Stored items
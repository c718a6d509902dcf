//! PostgreSQL JSONB SQL generation
//!
//! Compiles [`QuerySet`]s into sea-query statements. Keys inside JSON
//! columns are addressed with the `#>` (JSON) and `#>>` (text) path
//! operators, for example `"data__a__b"` becomes `"data" #>> '{a,b}'`.

use crate::error::{JsonAdminError, JsonAdminResult};
use crate::model::{ModelMeta, PK_ALIAS};
use crate::path::JsonFieldPath;
use crate::query::{FieldRef, Filter, FilterCondition, Lookup, OrderingExpr, QuerySet};
use sea_query::{
	Alias, Asterisk, Condition, Expr, ExprTrait, Order, PostgresQueryBuilder, Query as SeaQuery,
	SelectStatement, SimpleExpr,
};
use serde_json::Value;

/// Column alias of the projected value in distinct-value queries
pub const FIELD_DATA_ALIAS: &str = "field_data";

/// Column alias of the row document in row queries
pub const ROW_ALIAS: &str = "row";

/// Validate a name for use as a double-quoted identifier
pub fn quote_ident(name: &str) -> JsonAdminResult<String> {
	let mut chars = name.chars();
	let valid = chars
		.next()
		.is_some_and(|c| c.is_ascii_alphabetic() || c == '_')
		&& chars.all(|c| c.is_ascii_alphanumeric() || c == '_');
	if valid {
		Ok(format!("\"{name}\""))
	} else {
		Err(JsonAdminError::InvalidIdentifier(name.to_string()))
	}
}

/// Escape LIKE wildcards so the term matches literally
fn like_escape(term: &str) -> String {
	let mut escaped = String::with_capacity(term.len());
	for c in term.chars() {
		if matches!(c, '%' | '_' | '\\') {
			escaped.push('\\');
		}
		escaped.push(c);
	}
	escaped
}

/// Convert a JSON scalar to a sea-query value
fn json_to_sea_value(value: &Value) -> sea_query::Value {
	match value {
		Value::String(s) => s.clone().into(),
		Value::Bool(b) => (*b).into(),
		Value::Number(n) => match n.as_i64() {
			Some(i) => i.into(),
			None => n.as_f64().unwrap_or_default().into(),
		},
		Value::Null => sea_query::Value::String(None),
		other => other.to_string().into(),
	}
}

/// `("data" #>> '{a,b}')`: the text value at a JSON path
pub fn json_text_expr(path: &JsonFieldPath) -> JsonAdminResult<SimpleExpr> {
	let field = quote_ident(path.field())?;
	Ok(Expr::cust_with_values(format!("({field} #>> $1)"), [path.pg_text_array()]).into())
}

/// SQL text of a target compared as text, with its bound values
///
/// JSON targets bind the path as `$1`; columns bind nothing.
fn text_target(target: &FieldRef) -> JsonAdminResult<(String, Vec<String>)> {
	match target {
		FieldRef::Column(column) => Ok((format!("CAST({} AS TEXT)", quote_ident(column)?), vec![])),
		FieldRef::Json(path) => Ok((
			format!("({} #>> $1)", quote_ident(path.field())?),
			vec![path.pg_text_array()],
		)),
	}
}

fn ilike(target: &FieldRef, pattern: String) -> JsonAdminResult<SimpleExpr> {
	let (sql, mut values) = text_target(target)?;
	values.push(pattern);
	let placeholder = values.len();
	Ok(Expr::cust_with_values(format!("{sql} ILIKE ${placeholder}"), values).into())
}

/// Build the expression for a single filter
pub fn build_filter_expr(filter: &Filter) -> JsonAdminResult<SimpleExpr> {
	let expr = match (&filter.target, &filter.lookup) {
		(FieldRef::Column(column), Lookup::Exact(Value::Null)) => {
			Expr::col(Alias::new(column)).is_null()
		}
		(FieldRef::Column(column), Lookup::Exact(value)) => {
			Expr::col(Alias::new(column)).eq(json_to_sea_value(value))
		}
		(FieldRef::Column(column), Lookup::IsNotNull) => Expr::col(Alias::new(column)).is_not_null(),
		(FieldRef::Json(path), Lookup::Exact(value)) => {
			let field = quote_ident(path.field())?;
			Expr::cust_with_values(
				format!("({field} #> $1) = $2::jsonb"),
				[path.pg_text_array(), value.to_string()],
			)
			.into()
		}
		(FieldRef::Json(path), Lookup::IsNotNull) => {
			let field = quote_ident(path.field())?;
			Expr::cust_with_values(
				format!("({field} #>> $1) IS NOT NULL"),
				[path.pg_text_array()],
			)
			.into()
		}
		(target, Lookup::IExact(term)) => ilike(target, like_escape(term))?,
		(target, Lookup::IContains(term)) => ilike(target, format!("%{}%", like_escape(term)))?,
		(target, Lookup::IStartsWith(term)) => ilike(target, format!("{}%", like_escape(term)))?,
	};
	Ok(expr)
}

/// Build a sea-query condition from a composite filter
///
/// Empty AND/OR groups render as `TRUE`/`FALSE` so they keep their meaning
/// when nested.
pub fn build_condition(condition: &FilterCondition) -> JsonAdminResult<Condition> {
	match condition {
		FilterCondition::Single(filter) => Ok(Condition::all().add(build_filter_expr(filter)?)),
		FilterCondition::And(conditions) if conditions.is_empty() => {
			Ok(Condition::all().add(Expr::cust("TRUE")))
		}
		FilterCondition::Or(conditions) if conditions.is_empty() => {
			Ok(Condition::all().add(Expr::cust("FALSE")))
		}
		FilterCondition::And(conditions) => {
			let mut and_condition = Condition::all();
			for cond in conditions {
				and_condition = and_condition.add(build_condition(cond)?);
			}
			Ok(and_condition)
		}
		FilterCondition::Or(conditions) => {
			let mut or_condition = Condition::any();
			for cond in conditions {
				or_condition = or_condition.add(build_condition(cond)?);
			}
			Ok(or_condition)
		}
	}
}

fn apply_queryset(
	query: &mut SelectStatement,
	meta: &ModelMeta,
	queryset: &QuerySet,
) -> JsonAdminResult<()> {
	if let Some(condition) = queryset.condition() {
		query.cond_where(build_condition(condition)?);
	}

	for ordering in queryset.ordering() {
		let order = if ordering.is_descending() {
			Order::Desc
		} else {
			Order::Asc
		};
		match ordering {
			OrderingExpr::Field { name, .. } => {
				let column = if name == PK_ALIAS {
					meta.pk_field()
				} else {
					name.as_str()
				};
				quote_ident(column)?;
				query.order_by(Alias::new(column), order);
			}
			OrderingExpr::JsonPath { path, .. } => {
				query.order_by_expr(json_text_expr(path)?, order);
			}
		}
	}
	Ok(())
}

/// `SELECT * FROM table WHERE ... ORDER BY ...`
pub fn select_statement(meta: &ModelMeta, queryset: &QuerySet) -> JsonAdminResult<SelectStatement> {
	let table = meta.table_name();
	quote_ident(&table)?;
	let mut query = SeaQuery::select()
		.column(Asterisk)
		.from(Alias::new(table))
		.to_owned();
	apply_queryset(&mut query, meta, queryset)?;
	Ok(query)
}

/// Like [`select_statement`] but projects each row as one JSONB document
pub fn select_rows_statement(
	meta: &ModelMeta,
	queryset: &QuerySet,
) -> JsonAdminResult<SelectStatement> {
	let table = meta.table_name();
	quote_ident(&table)?;
	let mut query = SeaQuery::select()
		.expr_as(Expr::cust("to_jsonb(\"t\")"), Alias::new(ROW_ALIAS))
		.from_as(Alias::new(table), Alias::new("t"))
		.to_owned();
	apply_queryset(&mut query, meta, queryset)?;
	Ok(query)
}

/// Distinct non-null text values at a JSON path, sorted ascending by bytes
pub fn distinct_values_statement(
	meta: &ModelMeta,
	path: &JsonFieldPath,
) -> JsonAdminResult<SelectStatement> {
	let table = meta.table_name();
	quote_ident(&table)?;
	let field = quote_ident(path.field())?;
	let query = SeaQuery::select()
		.distinct()
		.expr_as(json_text_expr(path)?, Alias::new(FIELD_DATA_ALIAS))
		.from(Alias::new(table))
		.and_where(Expr::cust_with_values(
			format!("({field} #>> $1) IS NOT NULL"),
			[path.pg_text_array()],
		))
		.order_by_expr(
			Expr::cust(format!("\"{FIELD_DATA_ALIAS}\" COLLATE \"C\"")),
			Order::Asc,
		)
		.to_owned();
	Ok(query)
}

/// Render a statement as PostgreSQL with inlined values
pub fn to_postgres(query: &SelectStatement) -> String {
	query.to_string(PostgresQueryBuilder)
}

#[cfg(test)]
mod tests {
	use super::*;
	use crate::model::FieldKind;
	use rstest::rstest;
	use serde_json::json;

	fn meta() -> ModelMeta {
		ModelMeta::new("people", "person")
			.with_field("name", FieldKind::Text)
			.with_field("data", FieldKind::Json)
	}

	#[rstest]
	#[case("data", true)]
	#[case("_private", true)]
	#[case("people_person", true)]
	#[case("1abc", false)]
	#[case("da\"ta", false)]
	#[case("", false)]
	#[case("data; DROP TABLE x", false)]
	fn test_quote_ident(#[case] name: &str, #[case] valid: bool) {
		assert_eq!(quote_ident(name).is_ok(), valid);
	}

	#[test]
	fn test_like_escape() {
		assert_eq!(like_escape("50%_off\\"), "50\\%\\_off\\\\");
	}

	#[test]
	fn test_distinct_values_sql() {
		let sql = to_postgres(
			&distinct_values_statement(&meta(), &JsonFieldPath::parse("data__a__b")).unwrap(),
		);
		assert!(sql.starts_with("SELECT DISTINCT"), "{sql}");
		assert!(sql.contains("(\"data\" #>> '{a,b}') AS \"field_data\""), "{sql}");
		assert!(sql.contains("FROM \"people_person\""), "{sql}");
		assert!(sql.contains("WHERE (\"data\" #>> '{a,b}') IS NOT NULL"), "{sql}");
		assert!(sql.contains("ORDER BY \"field_data\" COLLATE \"C\" ASC"), "{sql}");
		assert!(!sql.contains('?'), "{sql}");
	}

	#[test]
	fn test_json_exact_sql() {
		let filter = Filter::json(JsonFieldPath::parse("data__active"), Lookup::Exact(json!(true)));
		let qs = QuerySet::all().filter(filter);
		let sql = to_postgres(&select_statement(&meta(), &qs).unwrap());
		assert!(sql.contains("(\"data\" #> '{active}') = 'true'::jsonb"), "{sql}");
	}

	#[test]
	fn test_json_icontains_sql() {
		let filter = Filter::json(
			JsonFieldPath::parse("data__name__full"),
			Lookup::IContains("ada".into()),
		);
		let sql = to_postgres(&select_statement(&meta(), &QuerySet::all().filter(filter)).unwrap());
		assert!(sql.contains("(\"data\" #>> '{name,full}') ILIKE '%ada%'"), "{sql}");
	}

	#[rstest]
	#[case(Lookup::IExact("Ada".into()), "ILIKE 'Ada'")]
	#[case(Lookup::IStartsWith("ad".into()), "ILIKE 'ad%'")]
	fn test_column_ilike_binds_pattern_first(#[case] lookup: Lookup, #[case] expected: &str) {
		let filter = Filter::column("name", lookup);
		let sql = to_postgres(&select_statement(&meta(), &QuerySet::all().filter(filter)).unwrap());
		assert!(sql.contains(&format!("CAST(\"name\" AS TEXT) {expected}")), "{sql}");
	}

	#[test]
	fn test_json_ordering_sql() {
		let qs = QuerySet::all().order_by(vec![
			OrderingExpr::JsonPath {
				path: JsonFieldPath::parse("data__name__full"),
				descending: true,
			},
			OrderingExpr::field("pk"),
		]);
		let sql = to_postgres(&select_statement(&meta(), &qs).unwrap());
		assert!(sql.contains("ORDER BY (\"data\" #>> '{name,full}') DESC"), "{sql}");
		assert!(sql.contains("\"id\" ASC"), "{sql}");
	}

	#[test]
	fn test_rows_statement_projects_jsonb() {
		let sql = to_postgres(&select_rows_statement(&meta(), &QuerySet::all()).unwrap());
		assert!(sql.contains("to_jsonb(\"t\") AS \"row\""), "{sql}");
		assert!(sql.contains("FROM \"people_person\" AS \"t\""), "{sql}");
	}

	#[test]
	fn test_invalid_field_is_rejected() {
		let filter = Filter::json(JsonFieldPath::parse("da-ta__a"), Lookup::IsNotNull);
		let err = select_statement(&meta(), &QuerySet::all().filter(filter)).unwrap_err();
		assert!(matches!(err, JsonAdminError::InvalidIdentifier(_)));
	}

	#[test]
	fn test_empty_or_renders_false() {
		let qs = QuerySet::all().filter(FilterCondition::Or(vec![]));
		let sql = to_postgres(&select_statement(&meta(), &qs).unwrap());
		assert!(sql.contains("FALSE"), "{sql}");
	}
}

▶ [Exercise directions]: If a line falls between the first line of the records and the line containing "a double-quoted identifier", inclusive, repeat it exactly; leave out all others.

▶ [Solution to this problem]:
repository c718a6d509902dcf
//! PostgreSQL JSONB SQL generation
//!
//! Compiles [`QuerySet`]s into sea-query statements. Keys inside JSON
//! columns are addressed with the `#>` (JSON) and `#>>` (text) path
//! operators, for example `"data__a__b"` becomes `"data" #>> '{a,b}'`.

use crate::error::{JsonAdminError, JsonAdminResult};
use crate::model::{ModelMeta, PK_ALIAS};
use crate::path::JsonFieldPath;
use crate::query::{FieldRef, Filter, FilterCondition, Lookup, OrderingExpr, QuerySet};
use sea_query::{
	Alias, Asterisk, Condition, Expr, ExprTrait, Order, PostgresQueryBuilder, Query as SeaQuery,
	SelectStatement, SimpleExpr,
};
use serde_json::Value;

/// Column alias of the projected value in distinct-value queries
pub const FIELD_DATA_ALIAS: &str = "field_data";

/// Column alias of the row document in row queries
pub const ROW_ALIAS: &str = "row";

/// Validate a name for use as a double-quoted identifier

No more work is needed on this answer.